Nanofabrication is the process of making nanostructures that have arbitrary patterns with interesting physical properties. While we have pioneered many unconventional nanofabrication techniques in the past (Figure 1) – including soft-lithographic methods based on elastomeric stamps (micro-contact printing) or stencils (dry resist and lift-off with PDMS membranes), original photolithoghraphic methods based on arrays microlenses obtained by reflowing polymeric posts or by using polystyrene microspheres (microlens lithography), and methods based on thin sectioning of vertical structures to prepare thin layers of materials with controlled lateral dimensions as small as one nanometer (nanoskiving) – we have focused, in the last few years, on the development of unconventional nanofabrication approaches for the design, preparation, and screening of optical metamaterials.
The limitations of conventional approaches have limited the efficiency of exploratory research in this field, to the point that fabrication has been the limiting step for innovation. For instance, serial techniques such as focused ion beam (FIB), or electron beam lithography (EBL) provide ultra-high resolution, but are inefficient when one needs to prepare many samples in a short amount of time. These techniques, therefore, only permit one to fabricate specific targeted sample geometries for which the properties are typically predicted beforehand. A further, and very important, limitation that is worth noting is that access to such fabrication equipment can be extremely limited, or non-existent at some research institutions.
Based on those premises, we seek to develop low-cost, fast, parallel, high-resolution unconventional fabrication techniques that allow for greater flexibility in patterning at resolutions relevant to optical applications (in either the visible, or the NIR to MIR range).
Our current efforts are centered on two techniques:
- Shadow sphere lithography (SSL)
- Microlens lithography (µLens)
Both of those techniques employ microspheres as a mean to define submicron patterns by either casting shadows in a physical vapor deposition (PVD) process, or by casting focused UV light patterns on a photoresist (µLens).
Shadow Sphere lithography
We recently developed a method that we term Shadow Sphere Lithography (SSL), which brings together the concepts of nanosphere lithography – a method popularized by Van Duyne in which close-packed colloidal microspheres are used as a deposition mask for PVD – and our own interest for shadow deposition which had led us to prepare fully functional transistors with a single lithographic step. In SSL, the controlled angled PVD through a universal colloidal mask allows us to generate a nanoscale pattern with very high fidelity and very high resolution (see Figure 2).

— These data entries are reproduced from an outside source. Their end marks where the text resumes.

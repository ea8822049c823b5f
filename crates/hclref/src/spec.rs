//! decode specifications
//!
//! [Block::decoder_spec] compiles a schema into a [DecodeSpec]: one [Rule] per attribute and per nested block
//! type. A body decoder walks a configuration body with it; [crate::visit] uses it to find the traversals a
//! body references.
use crate::schema::{Block, NestingMode, ValueType};
use indexmap::IndexMap;
use serde::Serialize;

/// Label names of blocks decoded by a [Rule::BlockMap]
///
/// Schemas cannot declare labels, so map-nested blocks always take exactly one label called `key`.
pub const MAP_LABEL_NAMES: &[&str] = &["key"];

/// Compiled form of a [Block]
///
/// Keys are exactly the attribute names and block type names of the source block.
#[derive(Debug, Clone, Default, PartialEq, Serialize)]
#[serde(transparent)]
pub struct DecodeSpec(IndexMap<String, Rule>);

impl DecodeSpec {
    pub fn get(&self, name: &str) -> Option<&Rule> {
        self.0.get(name)
    }

    pub fn contains(&self, name: &str) -> bool {
        self.0.contains_key(name)
    }

    pub fn names(&self) -> impl Iterator<Item = &str> {
        self.0.keys().map(String::as_str)
    }

    pub fn rules(&self) -> impl Iterator<Item = &Rule> {
        self.0.values()
    }

    pub fn len(&self) -> usize {
        self.0.len()
    }

    pub fn is_empty(&self) -> bool {
        self.0.is_empty()
    }
}

/// How to decode one name of a body
#[derive(Debug, Clone, PartialEq, Serialize)]
#[serde(tag = "rule", rename_all = "snake_case")]
pub enum Rule {
    Attr(AttrSpec),
    /// [NestingMode::Single]: one object or null
    Block(BlockSpec),
    /// [NestingMode::List]
    BlockList(BlockSpec),
    /// [NestingMode::Set]
    BlockSet(BlockSpec),
    /// [NestingMode::Map]
    BlockMap(BlockMapSpec),
}

impl Rule {
    /// Attribute name or block type name
    pub fn name(&self) -> &str {
        match self {
            Rule::Attr(attr) => &attr.name,
            Rule::Block(block) | Rule::BlockList(block) | Rule::BlockSet(block) => &block.type_name,
            Rule::BlockMap(block) => &block.type_name,
        }
    }

    /// Spec of the body inside blocks of this type
    pub fn nested(&self) -> Option<&DecodeSpec> {
        match self {
            Rule::Attr(_) => None,
            Rule::Block(block) | Rule::BlockList(block) | Rule::BlockSet(block) => {
                Some(&block.nested)
            }
            Rule::BlockMap(block) => Some(&block.nested),
        }
    }

    /// Labels a block of this type carries, `None` for attributes
    pub fn label_names(&self) -> Option<&[String]> {
        match self {
            Rule::Attr(_) => None,
            Rule::Block(_) | Rule::BlockList(_) | Rule::BlockSet(_) => Some(&[]),
            Rule::BlockMap(block) => Some(&block.label_names),
        }
    }

    /// Nesting mode the rule was compiled from, `None` for attributes
    pub fn nesting(&self) -> Option<NestingMode> {
        match self {
            Rule::Attr(_) => None,
            Rule::Block(_) => Some(NestingMode::Single),
            Rule::BlockList(_) => Some(NestingMode::List),
            Rule::BlockSet(_) => Some(NestingMode::Set),
            Rule::BlockMap(_) => Some(NestingMode::Map),
        }
    }
}

#[derive(Debug, Clone, PartialEq, Serialize, derive_new::new)]
pub struct AttrSpec {
    pub name: String,
    pub required: bool,
    #[serde(rename = "type")]
    pub ty: ValueType,
}

#[derive(Debug, Clone, PartialEq, Serialize, derive_new::new)]
pub struct BlockSpec {
    pub type_name: String,
    pub nested: DecodeSpec,
}

#[derive(Debug, Clone, PartialEq, Serialize)]
pub struct BlockMapSpec {
    pub type_name: String,
    pub nested: DecodeSpec,
    pub label_names: Vec<String>,
}

impl BlockMapSpec {
    pub fn new(type_name: impl Into<String>, nested: DecodeSpec, label_names: &[&str]) -> Self {
        Self {
            type_name: type_name.into(),
            nested,
            label_names: label_names.iter().map(|label| label.to_string()).collect(),
        }
    }
}

impl Block {
    /// Compile this schema into a [DecodeSpec]
    ///
    /// Attributes are copied verbatim, nested block types are compiled recursively and wrapped by their nesting
    /// mode. A block type sharing its name with an attribute replaces the attribute's rule ([Block::validate]
    /// reports such schemas).
    ///
    /// # Panic
    /// Panics on a block type with [NestingMode::Invalid]. That schema was built incorrectly and there is no
    /// meaningful spec for it.
    pub fn decoder_spec(&self) -> DecodeSpec {
        let mut spec = IndexMap::with_capacity(self.attributes.len() + self.block_types.len());

        for (name, attribute) in &self.attributes {
            spec.insert(
                name.clone(),
                Rule::Attr(AttrSpec::new(
                    name.clone(),
                    attribute.required,
                    attribute.ty.clone(),
                )),
            );
        }

        for (name, nested) in &self.block_types {
            let child = nested.block.decoder_spec();
            let rule = match nested.nesting {
                NestingMode::Single => Rule::Block(BlockSpec::new(name.clone(), child)),
                NestingMode::List => Rule::BlockList(BlockSpec::new(name.clone(), child)),
                NestingMode::Set => Rule::BlockSet(BlockSpec::new(name.clone(), child)),
                NestingMode::Map => {
                    Rule::BlockMap(BlockMapSpec::new(name.as_str(), child, MAP_LABEL_NAMES))
                }
                NestingMode::Invalid => panic!(
                    "unsupported child block nesting mode {} for {name:?}",
                    nested.nesting
                ),
            };
            spec.insert(name.clone(), rule);
        }

        DecodeSpec(spec)
    }
}

#[cfg(test)]
mod test {
    use super::*;
    use crate::schema::{Attribute, NestedBlock};
    use pretty_assertions::assert_eq;
    use std::collections::BTreeSet;

    fn child() -> Block {
        Block::new().with_attribute("port", Attribute::required(ValueType::Number))
    }

    fn schema() -> Block {
        Block::new()
            .with_attribute("name", Attribute::required(ValueType::String))
            .with_attribute("tags", Attribute::optional(ValueType::map(ValueType::String)))
            .with_block_type("single", NestedBlock::new(NestingMode::Single, child()))
            .with_block_type("list", NestedBlock::new(NestingMode::List, child()))
            .with_block_type("set", NestedBlock::new(NestingMode::Set, child()))
            .with_block_type("map", NestedBlock::new(NestingMode::Map, child()))
    }

    #[test]
    fn names_match_schema() {
        let schema = schema();
        let spec = schema.decoder_spec();

        let expected: BTreeSet<&str> = schema
            .attributes
            .keys()
            .chain(schema.block_types.keys())
            .map(String::as_str)
            .collect();
        let names: BTreeSet<&str> = spec.names().collect();

        assert_eq!(names, expected);
        assert_eq!(spec.len(), 6);
    }

    #[test]
    fn attributes_are_copied_verbatim() {
        let spec = schema().decoder_spec();

        assert_eq!(
            spec.get("tags"),
            Some(&Rule::Attr(AttrSpec::new(
                "tags".into(),
                false,
                ValueType::map(ValueType::String)
            )))
        );
        assert_eq!(
            spec.get("name"),
            Some(&Rule::Attr(AttrSpec::new("name".into(), true, ValueType::String)))
        );
    }

    #[test]
    fn rules_follow_nesting_mode() {
        let schema = schema();
        let spec = schema.decoder_spec();

        for (name, nested) in &schema.block_types {
            let rule = spec.get(name).expect("block type must be compiled");
            assert_eq!(rule.nesting(), Some(nested.nesting));
            assert_eq!(rule.name(), name.as_str());
            assert_eq!(rule.nested(), Some(&child().decoder_spec()));
        }

        assert!(matches!(spec.get("single"), Some(Rule::Block(_))));
        assert!(matches!(spec.get("list"), Some(Rule::BlockList(_))));
        assert!(matches!(spec.get("set"), Some(Rule::BlockSet(_))));

        let Some(Rule::BlockMap(map)) = spec.get("map") else {
            panic!("map block type must compile to a map rule");
        };
        assert_eq!(map.label_names, vec!["key".to_string()]);
    }

    #[test]
    fn nested_specs_are_compiled_recursively() {
        let schema = Block::new().with_block_type(
            "outer",
            NestedBlock::new(
                NestingMode::List,
                Block::new().with_block_type("inner", NestedBlock::new(NestingMode::Map, child())),
            ),
        );

        let spec = schema.decoder_spec();
        let inner = spec
            .get("outer")
            .and_then(Rule::nested)
            .and_then(|outer| outer.get("inner"))
            .expect("inner block type must be compiled");

        assert_eq!(inner.label_names(), Some(["key".to_string()].as_slice()));
        assert!(matches!(
            inner.nested().and_then(|spec| spec.get("port")),
            Some(Rule::Attr(attr)) if attr.required
        ));
    }

    #[test]
    fn compiling_is_deterministic() {
        assert_eq!(schema().decoder_spec(), schema().decoder_spec());
    }

    #[test]
    fn empty_schema() {
        assert!(Block::new().decoder_spec().is_empty());
    }

    #[test]
    #[should_panic(expected = "unsupported child block nesting mode invalid for \"broken\"")]
    fn invalid_nesting_aborts() {
        let schema = Block::new()
            .with_attribute("fine", Attribute::optional(ValueType::String))
            .with_block_type("broken", NestedBlock::new(NestingMode::Invalid, child()));

        schema.decoder_spec();
    }
}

SSL allows us to perform high-throughput fabrication of complex metamaterial structures with sufficient quality for optical applications, and allows us to fabricate multimaterial nanostructures in a single pump-down cycle of the electron beam evaporator, by simply changing the materials and adjusting the angles of evaporation without having to remove the sample from the chamber. The ease of use of the method and the natural polycristallinity of the self-assembled colloidal masks provide both a fast iteration between designs, and a natural opportunity for discovery.
Following the same principles, we are currently working on extending this technique to the fabrication of metamaterials with lattices that are different from a simple hexagonally close-packed arrangement.
Some years ago, we developed microsphere lithography as a technique in which the image of a microscopic mask is reproduced by projection photolithography by an array of microlenses. In this process, the projection is done at a reduction factor of c.a. 10000x, converting a centimeter size feature in the masks to a micron size feature on the substrates.
Every microlens in the array projects an identical image of the mask, and the iteration from sample to sample can be done in a matter of minutes, with the limitation for the fabrication of a new structure being limited by the fabrication of a mask, which can be easily accomplished on a commercial laser cutter.
We are now developing and optimizing methods to produce non-periodic plasmonic arrays of nanostructures by microlens lithography.